■ **ABOUT THIS EXERCISE**
From the entries below, retype only the lines from the one with "and payload-field ordering." through the one with "across all pages.", exactly as written.

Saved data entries
————————
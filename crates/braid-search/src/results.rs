//! Result-set shaping: pagination and payload-field ordering.

use std::cmp::Ordering;

use braid_core::SearchResult;
use serde::{Deserialize, Serialize};
use serde_json::Value;

/// One page of results plus enough bookkeeping to render pagination
/// controls.
#[derive(Debug, Clone, PartialEq, Serialize, Deserialize)]
pub struct Page {
    pub items: Vec<SearchResult>,
    /// Total result count across all pages.
    pub total: usize,
    /// 1-based page number this slice came from.
    pub page: usize,
    pub per_page: usize,
    /// Total page count. Zero when `per_page` is zero.
    pub pages: usize,
}

/// Slice `results` into the requested page.
///
/// Pages are 1-based; `page` 0 is treated as 1. A page past the end
/// yields an empty item list with the bookkeeping intact. `per_page` 0
/// yields no items and zero pages.
#[must_use]
pub fn paginate(results: &[SearchResult], page: usize, per_page: usize) -> Page {
    let page = page.max(1);
    let total = results.len();

    if per_page == 0 {
        return Page {
            items: Vec::new(),
            total,
            page,
            per_page,
            pages: 0,
        };
    }

    let pages = total.div_ceil(per_page);
    let start = (page - 1).saturating_mul(per_page);
    let items = results.iter().skip(start).take(per_page).cloned().collect();

    Page {
        items,
        total,
        page,
        per_page,
        pages,
    }
}

/// Reorder `results` by a payload field instead of by score.
///
/// Numbers compare numerically; everything else compares by its JSON
/// text. Results whose payload lacks `field` sort after all results that
/// have it, in both directions. The sort is stable, so equal keys keep
/// their incoming relative order.
#[must_use]
pub fn sort_by_field(results: &[SearchResult], field: &str, ascending: bool) -> Vec<SearchResult> {
    let mut sorted: Vec<SearchResult> = results.to_vec();
    sorted.sort_by(|a, b| {
        match (a.payload.get(field), b.payload.get(field)) {
            (None, None) => Ordering::Equal,
            (None, Some(_)) => Ordering::Greater,
            (Some(_), None) => Ordering::Less,
            (Some(left), Some(right)) => {
                let ordering = compare_values(left, right);
                if ascending { ordering } else { ordering.reverse() }
            }
        }
    });
    sorted
}

fn compare_values(left: &Value, right: &Value) -> Ordering {
    // Integer pairs compare exactly. Adjacent u64 ids above 2^53 collapse
    // to the same double through `as_f64`, so that arm comes last.
    if let (Some(l), Some(r)) = (left.as_i64(), right.as_i64()) {
        return l.cmp(&r);
    }
    if let (Some(l), Some(r)) = (left.as_u64(), right.as_u64()) {
        return l.cmp(&r);
    }
    if let (Some(l), Some(r)) = (left.as_f64(), right.as_f64()) {
        return l.partial_cmp(&r).unwrap_or(Ordering::Equal);
    }
    if let (Some(l), Some(r)) = (left.as_str(), right.as_str()) {
        return l.cmp(r);
    }
    left.to_string().cmp(&right.to_string())
}

// ---------------------------------------------------------------------------
// Tests
// ---------------------------------------------------------------------------
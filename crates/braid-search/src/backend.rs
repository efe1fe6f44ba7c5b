//! Backend seams consumed by the hybrid pipeline.
//!
//! The pipeline never talks to a store directly. A keyword backend and a
//! vector backend each hand over an ordered candidate list wrapped as
//! [`SearchResult`]; whether that list came from `LIKE` patterns, a
//! full-text index, trigram similarity, or a vector database is the
//! adapter's business. Both backends must key the same entity with the
//! same id or fusion cannot recognize it as one item.

use anyhow::Result;
use braid_core::SearchResult;

/// A lexical/keyword retrieval layer.
pub trait KeywordSearch {
    /// Return up to `limit` candidates for `query`, best first, tagged
    /// [`braid_core::Source::Keyword`].
    ///
    /// # Errors
    ///
    /// Backend or transport failures. The pipeline propagates these to the
    /// caller unchanged.
    fn keyword_search(&self, query: &str, limit: usize) -> Result<Vec<SearchResult>>;
}

/// A vector-similarity retrieval layer.
pub trait VectorSearch {
    /// Return up to `limit` nearest candidates for `query_vector`, best
    /// first, tagged [`braid_core::Source::Vector`].
    ///
    /// # Errors
    ///
    /// Backend or transport failures, including a query vector whose
    /// dimension the backend cannot serve. The pipeline treats these as a
    /// degraded vector leg rather than a failed request.
    fn vector_search(&self, query_vector: &[f32], limit: usize) -> Result<Vec<SearchResult>>;

    /// The stored embedding for one identity, if the backend holds one.
    /// Drives similar-item lookups; see [`crate::hybrid::find_similar`].
    ///
    /// # Errors
    ///
    /// Backend or transport failures. An entity without a stored embedding
    /// is `Ok(None)`, not an error.
    fn vector_of(&self, id: &str) -> Result<Option<Vec<f32>>>;
}
#![no_main]

use std::collections::HashSet;

use braid_core::{RrfConfig, SearchResult, Source, fuse};
use libfuzzer_sys::fuzz_target;

fuzz_target!(|data: &[u8]| {
    // Fuzz rank fusion with arbitrary candidate lists decoded from JSON.
    // With default tunables fuse must always succeed, and the output must
    // hold its ordering and identity invariants for any input lists.
    let Ok(text) = std::str::from_utf8(data) else {
        return;
    };
    let Ok((lexical, vector)) =
        serde_json::from_str::<(Vec<SearchResult>, Vec<SearchResult>)>(text)
    else {
        return;
    };

    let config = RrfConfig::default();
    let fused = match fuse(&lexical, &vector, &config) {
        Ok(fused) => fused,
        Err(e) => panic!("default tunables must never be rejected: {e}"),
    };

    // Scores come from ranks alone, so they are always finite and the
    // list is sorted from best to worst.
    for pair in fused.windows(2) {
        assert!(pair[0].score >= pair[1].score, "output must be sorted");
    }
    for result in &fused {
        assert!(result.score.is_finite());
        assert!(result.score > 0.0, "every contribution is positive");
        assert_eq!(result.source, Source::Hybrid);
    }

    // One output row per distinct input identity.
    let fused_ids: HashSet<&str> = fused.iter().map(|r| r.id.as_str()).collect();
    assert_eq!(fused_ids.len(), fused.len(), "ids must be unique");

    let input_ids: HashSet<&str> = lexical
        .iter()
        .chain(vector.iter())
        .map(|r| r.id.as_str())
        .collect();
    assert_eq!(fused_ids, input_ids, "no identity appears or vanishes");
});
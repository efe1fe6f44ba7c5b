//! Hybrid search orchestration over the backend seams.
//!
//! One request fans out to the keyword backend and, when an embedding
//! provider is supplied, to the vector backend. The two ranked lists are
//! fused by weighted reciprocal rank and truncated to the caller's limit.
//!
//! Degradation policy:
//! - the keyword leg always runs and its failures propagate
//! - the vector leg is best-effort: a failed embedding call or vector
//!   backend substitutes an empty list, so the request still succeeds
//!   with rank-fused lexical results instead of failing outright

use anyhow::{Context, Result};
use braid_core::{SearchResult, fuse};
use tracing::{debug, warn};

use crate::backend::{KeywordSearch, VectorSearch};
use crate::config::SearchConfig;
use crate::embedding::EmbeddingProvider;

/// Run one hybrid search for `query`.
///
/// `limit` is clamped to `config.pipeline.max_limit`. Both backends are
/// asked for `limit * config.pipeline.overfetch_factor` candidates so an
/// identity ranked deep in one list can still be confirmed by the other
/// before the final cut.
///
/// Every returned result is tagged [`braid_core::Source::Hybrid`], even
/// when the vector leg contributed nothing.
///
/// # Errors
///
/// Keyword backend failures and invalid fusion parameters.
pub fn hybrid_search(
    query: &str,
    keyword: &impl KeywordSearch,
    vector: &impl VectorSearch,
    embedder: Option<&dyn EmbeddingProvider>,
    limit: usize,
    config: &SearchConfig,
) -> Result<Vec<SearchResult>> {
    let limit = limit.min(config.pipeline.max_limit);
    if limit == 0 {
        return Ok(Vec::new());
    }
    let fetch = limit
        .saturating_mul(config.pipeline.overfetch_factor)
        .max(limit);

    let lexical_hits = keyword
        .keyword_search(query, fetch)
        .context("keyword search failed")?;

    let vector_hits = if let Some(embedder) = embedder {
        match embedder
            .embed(query)
            .and_then(|embedding| vector.vector_search(&embedding, fetch))
        {
            Ok(hits) => hits,
            Err(e) => {
                warn!("vector layer unavailable, falling back to lexical-only fusion: {e}");
                Vec::new()
            }
        }
    } else {
        debug!("no embedding provider configured, lexical-only fusion");
        Vec::new()
    };

    let mut fused = fuse(&lexical_hits, &vector_hits, &config.fusion)?;
    fused.truncate(limit);
    Ok(fused)
}

/// Find items similar to the one identified by `id`, using its stored
/// embedding as the query vector.
///
/// The anchor item itself is removed from the output. An item without a
/// stored embedding has no similarity neighborhood and yields an empty
/// list rather than an error.
///
/// # Errors
///
/// Vector backend failures.
pub fn find_similar(
    id: &str,
    vector: &impl VectorSearch,
    limit: usize,
) -> Result<Vec<SearchResult>> {
    if limit == 0 {
        return Ok(Vec::new());
    }

    let Some(anchor) = vector
        .vector_of(id)
        .with_context(|| format!("fetching stored vector for {id}"))?
    else {
        debug!("no stored vector for {id}, nothing similar to return");
        return Ok(Vec::new());
    };

    // Fetch one extra candidate because the anchor ranks first against its
    // own vector.
    let mut hits = vector
        .vector_search(&anchor, limit.saturating_add(1))
        .context("similar-item vector search failed")?;
    hits.retain(|hit| hit.id != id);
    hits.truncate(limit);

    Ok(hits)
}

// ---------------------------------------------------------------------------
// Tests
// ---------------------------------------------------------------------------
————————
■ **RESULT OF THE EXERCISE**
//! Result-set shaping: pagination and payload-field ordering.

use std::cmp::Ordering;

use braid_core::SearchResult;
use serde::{Deserialize, Serialize};
use serde_json::Value;

/// One page of results plus enough bookkeeping to render pagination
/// controls.
#[derive(Debug, Clone, PartialEq, Serialize, Deserialize)]
pub struct Page {
    pub items: Vec<SearchResult>,
    /// Total result count across all pages.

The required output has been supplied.